Le Cameroun lève le BESC pour fluidifier le transit sur les corridors de Douala

Une décision stratégique a été prise par le Conseil national des chargeurs du Cameroun (CNCC), répondant ainsi aux attentes des acteurs économiques de la sous-région. Le BESC, ou Bordereau électronique de suivi des cargaisons, n’est plus obligatoire, jusqu’à nouvel ordre, pour les flux de transit empruntant les corridors Douala-N’Djamena et Douala-Bangui. Cette mesure impacte l’intégralité de la chaîne logistique : chargeurs, commissionnaires en douane agréés, transitaires et transporteurs opérant sur les marchandises destinées au Tchad et à la République centrafricaine, transitant par le territoire camerounais.

Lancé en 2006, le BESC avait pour objectif initial de renforcer la traçabilité des marchandises, de clarifier les coûts de transport et d’enrichir les bases de données statistiques sur les échanges commerciaux. Cependant, son application aux cargaisons en simple transit a généré des tensions persistantes avec les opérateurs tchadiens et centrafricains. Ces derniers critiquaient l’empilement de formalités et de frais supplémentaires sur le trajet vers le port de Douala, rendant la procédure moins fluide.

Une avancée majeure issue du forum tripartite de N’Djamena

Cette décision de suspendre le bordereau découle directement des conclusions du 5e forum tripartite Tchad-Cameroun-République centrafricaine, qui s’est tenu en mai 2026 à N’Djamena. Cette importante réunion, axée sur l’optimisation du transit sur le corridor transcamerounais, avait identifié les obstacles techniques et administratifs entravant la circulation fluide des marchandises entre Douala, N’Djamena et Bangui.

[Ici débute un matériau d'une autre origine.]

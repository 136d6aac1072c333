// SPDX-License-Identifier: CEPL-1.0
use glam::{Mat4, Vec3};

/// Right-handed perspective camera looking from `position` towards
/// `position - direction`.
#[derive(Clone, Copy, Debug)]
pub struct PerspectiveCamera {
    projection: Mat4,
    position: Vec3,
    target: Vec3,
}

impl PerspectiveCamera {
    pub const FIELD_OF_VIEW_DEGREES: f32 = 60.0;
    pub const NEAR: f32 = 0.01;
    pub const FAR: f32 = 100.0;

    pub fn new(width: f32, height: f32) -> Self {
        // A minimised window reports 0 height; keep the aspect finite.
        let aspect = width.max(1.0) / height.max(1.0);
        Self {
            projection: Mat4::perspective_rh_gl(
                Self::FIELD_OF_VIEW_DEGREES.to_radians(),
                aspect,
                Self::NEAR,
                Self::FAR,
            ),
            position: Vec3::ZERO,
            target: Vec3::NEG_Z,
        }
    }

    pub fn configure(&mut self, position: Vec3, direction: Vec3) {
        self.position = position;
        self.target = position - direction;
    }

    pub fn projection(&self) -> Mat4 {
        self.projection
    }

    pub fn view(&self) -> Mat4 {
        Mat4::look_at_rh(self.position, self.target, Vec3::Y)
    }

    /// `projection * view`, the prefix of every instance transform.
    pub fn projection_view(&self) -> Mat4 {
        self.projection * self.view()
    }
}

#[cfg(test)]
mod tests {
    use super::*;
    use approx::assert_abs_diff_eq;
    use glam::Vec4;

    #[test]
    fn view_places_target_on_negative_z() {
        let mut cam = PerspectiveCamera::new(800.0, 600.0);
        cam.configure(Vec3::new(0.0, 0.0, 2.0), Vec3::Z);

        let p = cam.view() * Vec4::new(0.0, 0.0, 1.0, 1.0);
        assert_abs_diff_eq!(p.x, 0.0, epsilon = 1e-5);
        assert_abs_diff_eq!(p.y, 0.0, epsilon = 1e-5);
        assert_abs_diff_eq!(p.z, -1.0, epsilon = 1e-5);
    }

    #[test]
    fn zero_height_does_not_produce_nan() {
        let cam = PerspectiveCamera::new(640.0, 0.0);
        assert!(cam.projection_view().is_finite());
    }

    #[test]
    fn aspect_feeds_projection() {
        let wide = PerspectiveCamera::new(1600.0, 800.0).projection();
        let square = PerspectiveCamera::new(800.0, 800.0).projection();
        assert_abs_diff_eq!(wide.x_axis.x * 2.0, square.x_axis.x, epsilon = 1e-5);
        assert_abs_diff_eq!(wide.y_axis.y, square.y_axis.y, epsilon = 1e-5);
    }
}
// SPDX-License-Identifier: CEPL-1.0
//! Vulkan backend on `ash`.
//!
//! Object graph, outermost first: instance, surface, physical device, logical
//! device, command pool, then the surface-dependent [`RenderContext`] and the
//! asset cache whose pipelines are built against it. Each wrapper tears itself
//! down on drop; [`VkRenderer`] declares its fields in reverse construction
//! order so the whole graph unwinds correctly.
use anyhow::{bail, Context, Result};
use tracing::{info, warn};

use cubic_render::{
    AssetCache, AssetManifest, FrameLoop, FrameStep, PipelineId, RenderSettings, RenderSize,
    Renderer, StaticMeshInstance,
};
use raw_window_handle::{HasDisplayHandle, HasWindowHandle, RawDisplayHandle, RawWindowHandle};
use std::path::PathBuf;

use ash::vk;

mod asset_factory;
mod buffer;
mod command_pool;
mod device;
mod image;
mod instance;
mod mesh;
mod physical_device;
mod pipeline;
mod render_context;
mod render_pass;
mod surface;
mod swapchain;
mod texture;

use asset_factory::VkAssetFactory;
use command_pool::CommandPool;
use device::DeviceContext;
use instance::VkInstance;
use mesh::VkMesh;
use physical_device::PhysicalDevice;
use pipeline::Pipeline;
use render_context::RenderContext;
use surface::VkSurface;
use texture::Texture;

pub use device::{resolve_queue_families, QueueFamilyConfig};
pub use image::transition_masks;
pub use physical_device::{find_memory_type, pick_preferred_device, pick_sample_count};
pub use swapchain::{choose_extent, choose_image_count, choose_present_mode, choose_surface_format};
pub use texture::mip_levels;

pub struct VkRenderer {
    // Drop order matters: later fields are created first and destroyed last.
    assets: AssetCache<Pipeline, VkMesh, Texture>,
    render_context: RenderContext,
    frames: FrameLoop,
    command_pool: CommandPool,
    device: DeviceContext,
    physical: PhysicalDevice,
    surface: VkSurface,
    _instance: VkInstance,

    asset_root: PathBuf,
    size: RenderSize,
    clear_color: [f32; 4],
    paused: bool,
}

impl Drop for VkRenderer {
    fn drop(&mut self) {
        unsafe { self.device.wait_idle().ok() };
    }
}

/// Cheap availability check: can the Vulkan loader be opened at all.
pub fn probe_loader() -> bool {
    match unsafe { ash::Entry::load() } {
        Ok(_) => true,
        Err(e) => {
            warn!("Vulkan loader not available: {e}");
            false
        }
    }
}

unsafe fn build_renderer(
    window: &dyn HasWindowHandle,
    display: &dyn HasDisplayHandle,
    size: RenderSize,
    settings: &RenderSettings,
) -> Result<VkRenderer> {
    let dh: RawDisplayHandle = display.display_handle()?.as_raw();
    let wh: RawWindowHandle = window.window_handle()?.as_raw();

    // STRICT ORDER: each step borrows everything before it.
    let instance = VkInstance::new(dh)?;
    let surface = VkSurface::new(&instance, dh, wh)?;
    let physical = PhysicalDevice::select(instance.raw())?;
    let device = DeviceContext::new(instance.raw(), &physical, &surface)?;
    let command_pool = CommandPool::new(&device)?;
    let render_context = RenderContext::new(
        &surface,
        &physical,
        &device,
        &command_pool,
        size,
        settings.clear_color,
        vk::SwapchainKHR::null(),
    )?;

    Ok(VkRenderer {
        assets: AssetCache::new(),
        render_context,
        frames: FrameLoop::new(),
        command_pool,
        device,
        physical,
        surface,
        _instance: instance,
        asset_root: settings.asset_root.clone(),
        size,
        clear_color: settings.clear_color,
        paused: size.is_empty(),
    })
}

impl VkRenderer {
    pub fn device_name(&self) -> &str {
        self.physical.name()
    }

    pub fn pipeline_generation(&self) -> u64 {
        self.assets.pipeline_generation()
    }

    /// Runs one half of the frame protocol. A stale surface rebuilds the
    /// whole surface-dependent graph against the current window size, then
    /// every pipeline against the new render pass, and reports `false`.
    fn step(&mut self, step: FrameStep) -> Result<bool> {
        let Self {
            assets,
            render_context,
            frames,
            command_pool,
            device,
            physical,
            surface,
            asset_root,
            size,
            clear_color,
            ..
        } = self;
        let (size, clear_color) = (*size, *clear_color);
        let (device, physical, surface, command_pool) =
            (&*device, &*physical, &*surface, &*command_pool);
        let asset_root = asset_root.as_path();

        frames.drive(
            step,
            render_context,
            assets,
            move |ctx: &mut RenderContext| {
                unsafe { device.wait_idle()? };
                let next = unsafe {
                    RenderContext::new(
                        surface,
                        physical,
                        device,
                        command_pool,
                        size,
                        clear_color,
                        ctx.swapchain_handle(),
                    )
                }
                .context("recreate render context")?;
                // The retired swapchain is destroyed here, after its successor exists.
                *ctx = next;
                let extent = ctx.extent();
                info!("Swapchain recreated ({}x{})", extent.width, extent.height);
                Ok(())
            },
            move |ctx| VkAssetFactory {
                physical,
                device,
                pool: command_pool,
                target: ctx,
                asset_root,
            },
        )
    }
}

impl Renderer for VkRenderer {
    fn new(
        window: &dyn HasWindowHandle,
        display: &dyn HasDisplayHandle,
        size: RenderSize,
        settings: &RenderSettings,
    ) -> Result<Self> {
        let r = unsafe { build_renderer(window, display, size, settings)? };
        let extent = r.render_context.extent();
        info!(
            "Vulkan renderer ready on '{}' ({}x{}, {} swapchain images)",
            r.physical.name(),
            extent.width,
            extent.height,
            r.render_context.image_count()
        );
        Ok(r)
    }

    fn load_asset_manifest(&mut self, manifest: &AssetManifest) -> Result<()> {
        let mut factory = VkAssetFactory {
            physical: &self.physical,
            device: &self.device,
            pool: &self.command_pool,
            target: &self.render_context,
            asset_root: &self.asset_root,
        };
        self.assets.load_manifest(&mut factory, manifest)
    }

    fn render_begin(&mut self) -> Result<bool> {
        if self.paused {
            return Ok(false);
        }
        self.step(FrameStep::Begin)
    }

    fn render(&mut self, pipeline: PipelineId, instances: &[StaticMeshInstance]) -> Result<()> {
        let Some(cmd) = self.render_context.active_command_buffer() else {
            bail!("render called outside render_begin/render_end");
        };
        let (pipeline, lookup) = self.assets.pipeline_with_assets(pipeline)?;
        unsafe { pipeline.render(cmd, &lookup, instances) }
    }

    fn render_end(&mut self) -> Result<bool> {
        self.step(FrameStep::End)
    }

    fn current_window_size(&self) -> RenderSize {
        self.size
    }

    fn on_window_resized(&mut self, size: RenderSize) -> Result<()> {
        if size.is_empty() {
            info!("Window minimised; rendering paused");
            self.paused = true;
            return Ok(());
        }
        self.paused = false;
        self.size = size;
        self.frames.invalidate();
        Ok(())
    }

    fn set_clear_color(&mut self, rgba: [f32; 4]) {
        self.clear_color = rgba;
        self.render_context.set_clear_color(rgba);
    }
}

Les problèmes rencontrés étaient en partie dus à une interconnexion insuffisante des systèmes d’information entre les différents conseils des chargeurs de la zone CEMAC. Paradoxalement, un instrument créé pour faciliter le suivi des cargaisons avait fini par complexifier les opérations. La suspension du BESC répond ainsi à des impératifs à la fois techniques et politiques, dans l’attente d’une harmonisation effective des plateformes informatiques à l’échelle régionale.

Les gouvernements tchadien et centrafricain, qui militaient depuis des années pour une simplification des formalités douanières à Douala, perçoivent cette décision comme un signe encourageant. Il est cependant important de noter que cette mesure n’affecte pas les dispositifs de traçabilité sous la responsabilité de l’administration douanière camerounaise, lesquels restent pleinement actifs pour toutes les cargaisons en transit.

Un enjeu économique majeur : 410 milliards de FCFA de recettes

Pour Yaoundé, l’enjeu dépasse le simple symbole. Les services douaniers camerounais estiment à plus de 410 milliards de FCFA les revenus annuels provenant du transit des marchandises du Tchad et de la République centrafricaine. Cette source de revenus substantielle est intrinsèquement liée au port de Douala, qui représente la principale porte d’accès maritime pour l’arrière-pays sahélien et centrafricain. Une diminution de la compétitivité de ce corridor pourrait entraîner un déplacement progressif des flux commerciaux, menaçant ainsi ces précieuses recettes.

Ce risque est bien réel. N’Djamena étudie depuis plusieurs années des options logistiques alternatives, notamment en utilisant le port de Lagos au Nigeria ou les routes traversant le Soudan. De son côté, Bangui envisage régulièrement le corridor congolais via Pointe-Noire. Dans ce marché hautement concurrentiel, toute formalité jugée superflue renforce l’argument en faveur de la diversification des voies d’accès à la mer. La suppression du BESC pour les marchandises en transit représente donc un acte à la fois défensif et facilitateur pour le Cameroun.

Un pas en avant, mais des défis persistants

Malgré l’accueil favorable des transporteurs et chargeurs de la sous-région, qui saluent cette initiative, ils soulignent que d’autres réformes restent impératives. La multiplicité des contrôles sur l’axe Douala-N’Djamena, les irrégularités constatées aux postes de police et de douane, ainsi que les délais de traitement au port, continuent d’alourdir considérablement les coûts logistiques. Sans une résolution de ces obstacles structurels, l’impact positif de la suspension du BESC pourrait rester marginal.

Pour les autorités camerounaises, l’enjeu majeur est désormais de concilier la simplification des démarches administratives et une rigueur dans l’application des règlements. La modernisation des systèmes d’information, une meilleure coordination entre les services et la diminution des contrôles superflus seront déterminantes pour que le corridor transcamerounais conserve sa position de choix pour le transport de marchandises vers le Tchad et la République centrafricaine. La suppression du BESC marque ainsi le début d’un programme de réformes plus vaste, très attendu par les opérateurs de la CEMAC. Cette mesure est entrée en vigueur immédiatement et le restera jusqu’à une nouvelle décision du CNCC.